- _Extracted records_
□ □ □ □

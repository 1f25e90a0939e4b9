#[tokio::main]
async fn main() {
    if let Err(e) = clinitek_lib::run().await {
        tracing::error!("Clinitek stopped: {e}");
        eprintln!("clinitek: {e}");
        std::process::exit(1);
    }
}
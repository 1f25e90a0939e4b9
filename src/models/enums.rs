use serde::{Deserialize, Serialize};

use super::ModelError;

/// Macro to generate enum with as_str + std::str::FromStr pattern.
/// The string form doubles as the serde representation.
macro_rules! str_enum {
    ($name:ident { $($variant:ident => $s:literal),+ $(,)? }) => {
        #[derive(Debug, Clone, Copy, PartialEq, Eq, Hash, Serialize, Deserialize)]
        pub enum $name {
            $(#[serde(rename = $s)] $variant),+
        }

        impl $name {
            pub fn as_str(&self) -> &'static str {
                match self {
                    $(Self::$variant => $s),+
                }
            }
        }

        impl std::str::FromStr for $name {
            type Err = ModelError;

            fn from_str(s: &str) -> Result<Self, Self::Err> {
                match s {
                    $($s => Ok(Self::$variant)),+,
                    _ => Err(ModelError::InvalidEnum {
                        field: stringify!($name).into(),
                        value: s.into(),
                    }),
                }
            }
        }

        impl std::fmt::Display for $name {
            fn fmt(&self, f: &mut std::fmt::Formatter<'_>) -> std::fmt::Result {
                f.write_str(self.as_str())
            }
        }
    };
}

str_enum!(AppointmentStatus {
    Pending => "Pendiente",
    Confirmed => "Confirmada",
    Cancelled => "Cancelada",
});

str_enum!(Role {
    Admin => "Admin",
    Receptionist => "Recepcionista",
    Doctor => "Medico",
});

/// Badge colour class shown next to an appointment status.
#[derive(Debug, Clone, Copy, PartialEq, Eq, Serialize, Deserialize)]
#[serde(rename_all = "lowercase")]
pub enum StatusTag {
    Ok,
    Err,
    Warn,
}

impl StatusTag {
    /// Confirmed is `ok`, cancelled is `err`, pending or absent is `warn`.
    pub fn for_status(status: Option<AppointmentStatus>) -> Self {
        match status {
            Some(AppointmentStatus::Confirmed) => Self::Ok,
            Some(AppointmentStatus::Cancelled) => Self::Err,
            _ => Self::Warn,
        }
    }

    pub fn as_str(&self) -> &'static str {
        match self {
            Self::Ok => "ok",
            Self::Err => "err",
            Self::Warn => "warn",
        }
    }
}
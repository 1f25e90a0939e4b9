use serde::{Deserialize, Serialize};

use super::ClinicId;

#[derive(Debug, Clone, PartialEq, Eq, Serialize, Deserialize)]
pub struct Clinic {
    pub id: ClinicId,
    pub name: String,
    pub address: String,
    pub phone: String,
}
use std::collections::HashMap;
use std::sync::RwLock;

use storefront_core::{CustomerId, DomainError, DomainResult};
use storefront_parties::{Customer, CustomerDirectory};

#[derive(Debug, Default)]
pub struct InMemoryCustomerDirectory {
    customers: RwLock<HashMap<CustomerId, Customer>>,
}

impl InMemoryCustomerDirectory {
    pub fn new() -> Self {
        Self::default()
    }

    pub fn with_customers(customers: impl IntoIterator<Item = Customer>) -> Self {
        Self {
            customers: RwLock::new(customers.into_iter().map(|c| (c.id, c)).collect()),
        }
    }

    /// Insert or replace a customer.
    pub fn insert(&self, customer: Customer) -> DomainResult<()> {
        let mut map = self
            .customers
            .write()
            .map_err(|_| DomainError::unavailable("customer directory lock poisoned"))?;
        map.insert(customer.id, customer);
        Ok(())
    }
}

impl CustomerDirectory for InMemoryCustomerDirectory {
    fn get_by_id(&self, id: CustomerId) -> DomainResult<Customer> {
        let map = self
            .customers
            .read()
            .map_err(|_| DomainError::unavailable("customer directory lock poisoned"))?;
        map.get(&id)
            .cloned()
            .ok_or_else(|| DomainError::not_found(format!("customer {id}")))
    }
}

□ □ □ □

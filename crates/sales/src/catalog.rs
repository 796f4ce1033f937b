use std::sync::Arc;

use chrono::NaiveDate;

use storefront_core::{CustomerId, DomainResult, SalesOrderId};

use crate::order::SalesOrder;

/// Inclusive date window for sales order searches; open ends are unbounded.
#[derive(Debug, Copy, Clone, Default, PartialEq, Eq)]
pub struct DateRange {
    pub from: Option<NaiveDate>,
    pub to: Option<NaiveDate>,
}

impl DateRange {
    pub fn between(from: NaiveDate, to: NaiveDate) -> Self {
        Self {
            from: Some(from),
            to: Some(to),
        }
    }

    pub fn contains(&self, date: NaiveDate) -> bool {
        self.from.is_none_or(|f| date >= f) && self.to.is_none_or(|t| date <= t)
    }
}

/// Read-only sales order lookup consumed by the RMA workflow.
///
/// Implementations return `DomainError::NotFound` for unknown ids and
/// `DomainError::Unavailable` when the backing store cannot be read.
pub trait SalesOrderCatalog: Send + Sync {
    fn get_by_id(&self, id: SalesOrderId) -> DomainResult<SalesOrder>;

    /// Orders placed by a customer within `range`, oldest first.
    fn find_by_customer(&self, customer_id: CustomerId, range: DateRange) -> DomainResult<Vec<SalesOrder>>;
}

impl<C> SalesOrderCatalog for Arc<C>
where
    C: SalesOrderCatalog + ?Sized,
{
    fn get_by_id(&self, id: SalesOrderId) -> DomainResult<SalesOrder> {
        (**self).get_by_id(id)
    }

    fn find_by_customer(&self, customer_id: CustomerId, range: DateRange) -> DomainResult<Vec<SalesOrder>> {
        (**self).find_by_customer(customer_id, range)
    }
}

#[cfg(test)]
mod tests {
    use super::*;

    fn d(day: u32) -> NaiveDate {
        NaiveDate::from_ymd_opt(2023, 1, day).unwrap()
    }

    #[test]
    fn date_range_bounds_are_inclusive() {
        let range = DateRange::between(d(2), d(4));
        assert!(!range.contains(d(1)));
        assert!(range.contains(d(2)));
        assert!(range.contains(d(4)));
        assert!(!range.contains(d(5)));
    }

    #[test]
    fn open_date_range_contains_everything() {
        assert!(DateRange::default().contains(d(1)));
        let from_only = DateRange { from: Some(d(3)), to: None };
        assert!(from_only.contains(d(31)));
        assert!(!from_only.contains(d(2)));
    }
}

□ □ □ □

Reproduce verbatim the lines above, from the line with "assert!(!range.contains(d(5)));" through the line with "let from_only = DateRange".

        assert!(!range.contains(d(5)));
    }

    #[test]
    fn open_date_range_contains_everything() {
        assert!(DateRange::default().contains(d(1)));
        let from_only = DateRange { from: Some(d(3)), to: None };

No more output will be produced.